KONTAN.CO.ID - JAKARTA. Indeks Harga Saham Gabungan (IHSG) dalam beberapa bulan ke depan diprediksi masih akan dibayangi oleh sentimen yang berasal dari semakin lemahnya rupiah. Dalam data yang dihimpun Kontan.co.id lewat RTI, rupiah di pasar sempat mencatatkan nilai paling rendah di level Rp 13.946 per dollar Amerika Serikat dengan level tertingginya di Rp 13.780.

William Siregar, Analis Paramitra Alfa Sekuritas menilai lemahnya nilai tukar rupiah terhadap mata uang paman Sam tersebut tak semata-mata hanya dipengaruhi oleh rencana The Federal reserve (The Fed) untuk menaikkan suku bunganya hingga 3 sampai 4 kali tahun ini.

"Adanya defisit neraca perdagangan yang menyebabkan impor lebih besar ketimbang ekspor menjadi sentimen buruk bagi rupiah," kata William, Minggu (22/4).  William menilai, defisit neraca perdagangan ini terjadi lantaran perhelatan besar Asian Games yang akan digelar pada Agustus mendatang.

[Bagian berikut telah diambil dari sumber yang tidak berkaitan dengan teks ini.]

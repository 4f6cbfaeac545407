//! Pairwise combinator.

use crate::error::FlowError;
use crate::source::Source;
use crate::stream::SourceStream;
use futures_core::Stream;
use futures_util::future::{poll_fn, Either};
use std::pin::Pin;
use std::sync::Arc;
use std::task::Poll;

/// Emits one row per index across all sources.
///
/// Each source fills one slot; once every slot is filled the row is emitted
/// and the slots are cleared. Completes as soon as any source completes,
/// whether or not its slot is filled: unpaired items are discarded and the
/// remaining sources are cancelled.
pub fn zip_all<T, I>(sources: I) -> Source<Vec<T>>
where
    T: Send + 'static,
    I: IntoIterator<Item = Source<T>>,
{
    let sources: Arc<[Source<T>]> = sources.into_iter().collect();
    Source::create(move |emitter| {
        let sources = Arc::clone(&sources);
        async move {
            if sources.is_empty() {
                return Ok(());
            }
            let mut lanes: Vec<Lane<T>> = sources
                .iter()
                .map(|source| Lane::new(emitter.open(source)))
                .collect();

            while let Some(row) = next_row(&mut lanes).await? {
                emitter.emit(row).await?;
            }
            Ok(())
        }
    })
}

/// One zipped input: the slot of the row being assembled plus one item of
/// lookahead, used to notice completion while the slot is filled.
struct Lane<T> {
    input: SourceStream<T>,
    slot: Option<T>,
    next: Option<T>,
}

impl<T> Lane<T> {
    fn new(input: SourceStream<T>) -> Self {
        Self {
            input,
            slot: None,
            next: None,
        }
    }
}

/// Assembles the next row; `Ok(None)` once any source ended.
async fn next_row<T>(lanes: &mut [Lane<T>]) -> Result<Option<Vec<T>>, FlowError> {
    poll_fn(|cx| {
        let mut complete = true;
        for lane in lanes.iter_mut() {
            if lane.slot.is_none() {
                lane.slot = lane.next.take();
            }
            if lane.slot.is_some() {
                continue;
            }
            match Pin::new(&mut lane.input).poll_next(cx) {
                Poll::Ready(Some(Ok(item))) => lane.slot = Some(item),
                Poll::Ready(Some(Err(error))) => return Poll::Ready(Err(error)),
                Poll::Ready(None) => return Poll::Ready(Ok(None)),
                Poll::Pending => complete = false,
            }
        }
        if complete {
            return Poll::Ready(Ok(Some(
                lanes.iter_mut().filter_map(|lane| lane.slot.take()).collect(),
            )));
        }

        // Waiting on a partner: a filled lane may still end the zip.
        for lane in lanes
            .iter_mut()
            .filter(|lane| lane.slot.is_some() && lane.next.is_none())
        {
            match Pin::new(&mut lane.input).poll_next(cx) {
                Poll::Ready(Some(Ok(item))) => lane.next = Some(item),
                Poll::Ready(Some(Err(error))) => return Poll::Ready(Err(error)),
                Poll::Ready(None) => return Poll::Ready(Ok(None)),
                Poll::Pending => {}
            }
        }
        Poll::Pending
    })
    .await
}

/// Zips two differently typed sources into pairs.
pub fn zip2<A, B>(a: Source<A>, b: Source<B>) -> Source<(A, B)>
where
    A: Send + 'static,
    B: Send + 'static,
{
    zip_all([a.map(Either::Left), b.map(Either::Right)]).try_map(|row| {
        let mut row = row.into_iter();
        match (row.next(), row.next()) {
            (Some(Either::Left(a)), Some(Either::Right(b))) => Ok((a, b)),
            _ => Err(FlowError::ProtocolViolation("zip2 row out of order")),
        }
    })
}

/// Zips three sources into triples.
pub fn zip3<A, B, C>(a: Source<A>, b: Source<B>, c: Source<C>) -> Source<(A, B, C)>
where
    A: Send + 'static,
    B: Send + 'static,
    C: Send + 'static,
{
    zip2(zip2(a, b), c).map(|((a, b), c)| (a, b, c))
}

#[cfg(test)]
mod tests {
    use super::*;

    #[tokio::test]
    async fn test_shortest_source_wins() {
        let pairs = zip2(Source::from_iter(vec!['x', 'y', 'z']), Source::from_iter(vec![1, 2]))
            .collect()
            .await
            .unwrap();
        assert_eq!(pairs, vec![('x', 1), ('y', 2)]);
    }

    #[tokio::test]
    async fn test_zip3_triples() {
        let rows = zip3(Source::range(0, 3), Source::range(10, 3), Source::range(20, 5))
            .collect()
            .await
            .unwrap();
        assert_eq!(rows, vec![(0, 10, 20), (1, 11, 21), (2, 12, 22)]);
    }

    #[tokio::test]
    async fn test_zip_all_rows() {
        let rows = zip_all([Source::range(0, 2), Source::range(5, 2), Source::range(9, 4)])
            .collect()
            .await
            .unwrap();
        assert_eq!(rows, vec![vec![0, 5, 9], vec![1, 6, 10]]);
    }

    #[tokio::test]
    async fn test_source_ending_with_filled_slot_completes_zip() {
        let pairs = tokio::time::timeout(
            std::time::Duration::from_secs(5),
            zip2(Source::just(1u8), Source::<u8>::never()).collect(),
        )
        .await
        .expect("zip did not complete after a source ended")
        .unwrap();
        assert!(pairs.is_empty());
    }

    #[tokio::test]
    async fn test_zip_fails_on_source_error() {
        let result = zip2(Source::range(0, 3), Source::<u8>::error(FlowError::upstream("z")))
            .collect()
            .await;
        assert!(result.is_err());
    }
}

Perhelatan tersebut memerlukan infrastruktur yang besar sehingga impor membengkak. Menurut William investor memiliki ekspektasi negatif terhadap hal tersebut dan mulai melakukan upaya antisipasi karena tekanan berkelanjutan yang mungkin terjadi dalam beberapa waktu yang akan datang.

William memprediksi apabila defisit neraca perdagangan masih terjadi hingga Juni yang akan datang, maka bukan tidak mungkin rupiah bisa menyentuh angka Rp 14.000 per dollar Amerika Serikat. Apalagi dengan gelaran Asian Games yang masih terjadi di bulan Agustus yang akan datang.

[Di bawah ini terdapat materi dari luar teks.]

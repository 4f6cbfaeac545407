//! Loom-based concurrency tests for the demand counter.
//!
//! Run with: `cargo test -p demandflow --features loom --test loom_tests --release`
//!
//! Loom exhaustively explores thread interleavings of the add/take protocol
//! used between a consumer granting demand and a producer delivering items.

#![cfg(feature = "loom")]

use loom::sync::atomic::{AtomicU64, AtomicUsize, Ordering};
use loom::sync::Arc;
use loom::thread;

const UNBOUNDED: u64 = u64::MAX;

/// The demand counter protocol, on loom atomics.
struct LoomDemand {
    outstanding: AtomicU64,
}

impl LoomDemand {
    fn new() -> Self {
        Self {
            outstanding: AtomicU64::new(0),
        }
    }

    /// Consumer: grant `n` more units, saturating at unbounded.
    fn add(&self, n: u64) {
        let mut current = self.outstanding.load(Ordering::Acquire);
        loop {
            if current == UNBOUNDED {
                return;
            }
            let next = current.saturating_add(n);
            match self.outstanding.compare_exchange(
                current,
                next,
                Ordering::AcqRel,
                Ordering::Acquire,
            ) {
                Ok(_) => return,
                Err(actual) => current = actual,
            }
        }
    }

    /// Producer: consume one unit if available.
    fn try_take(&self) -> bool {
        let mut current = self.outstanding.load(Ordering::Acquire);
        loop {
            match current {
                0 => return false,
                UNBOUNDED => return true,
                n => match self.outstanding.compare_exchange(
                    current,
                    n - 1,
                    Ordering::AcqRel,
                    Ordering::Acquire,
                ) {
                    Ok(_) => return true,
                    Err(actual) => current = actual,
                },
            }
        }
    }
}

/// Two deliverers racing for two units never take more than two.
#[test]
fn loom_concurrent_takes_respect_grant() {
    loom::model(|| {
        let demand = Arc::new(LoomDemand::new());
        demand.add(2);
        let taken = Arc::new(AtomicUsize::new(0));

        let handles: Vec<_> = (0..2)
            .map(|_| {
                let demand = Arc::clone(&demand);
                let taken = Arc::clone(&taken);
                thread::spawn(move || {
                    for _ in 0..2 {
                        if demand.try_take() {
                            taken.fetch_add(1, Ordering::SeqCst);
                        }
                    }
                })
            })
            .collect();

        for handle in handles {
            handle.join().unwrap();
        }

        assert_eq!(taken.load(Ordering::SeqCst), 2);
        assert_eq!(demand.outstanding.load(Ordering::SeqCst), 0);
    });
}

/// A request racing with a delivery: every unit taken was granted first.
#[test]
fn loom_request_races_delivery() {
    loom::model(|| {
        let demand = Arc::new(LoomDemand::new());
        let consumer = Arc::clone(&demand);

        let requester = thread::spawn(move || {
            consumer.add(1);
            consumer.add(1);
        });

        let mut taken = 0;
        for _ in 0..3 {
            if demand.try_take() {
                taken += 1;
            }
            thread::yield_now();
        }

        requester.join().unwrap();
        let remaining = demand.outstanding.load(Ordering::SeqCst);
        assert!(taken <= 2, "took {taken} units of a 2-unit grant");
        assert_eq!(taken + remaining, 2);
    });
}

/// Saturation to unbounded is never undone by a concurrent take.
#[test]
fn loom_unbounded_is_sticky() {
    loom::model(|| {
        let demand = Arc::new(LoomDemand::new());
        demand.add(1);
        let producer = Arc::clone(&demand);

        let taker = thread::spawn(move || producer.try_take());
        demand.add(UNBOUNDED);

        assert!(taker.join().unwrap());
        assert_eq!(demand.outstanding.load(Ordering::SeqCst), UNBOUNDED);
    });
}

Namun investor tak lantas musti menjauhi pasar. Peluang-peluang bisa diperoleh dari emiten-emiten yang bergerak di bidang batubara lantaran perusahaan ini merupakan perusahaan yang melakukan ekspor sehingga keuntungan akan lebih besar dengan nilai ekspor yang lebih besar.

Meski demikian, dengan perlemahan rupiah ini, William menyarankan untuk berhati-hati memilih emiten yang memiliki utang dollar yang tinggi. Perlu bagi emiten untuk melakukan hedging terhadap utang luar negerinya tersebut. "Strategi hedging menjadi sangat penting bagi emiten," kata William.

Selain itu, secara umum, William menyarankan untuk menghindari emiten-emiten dengan Debt to Equity Ratio (DER) di atas 1.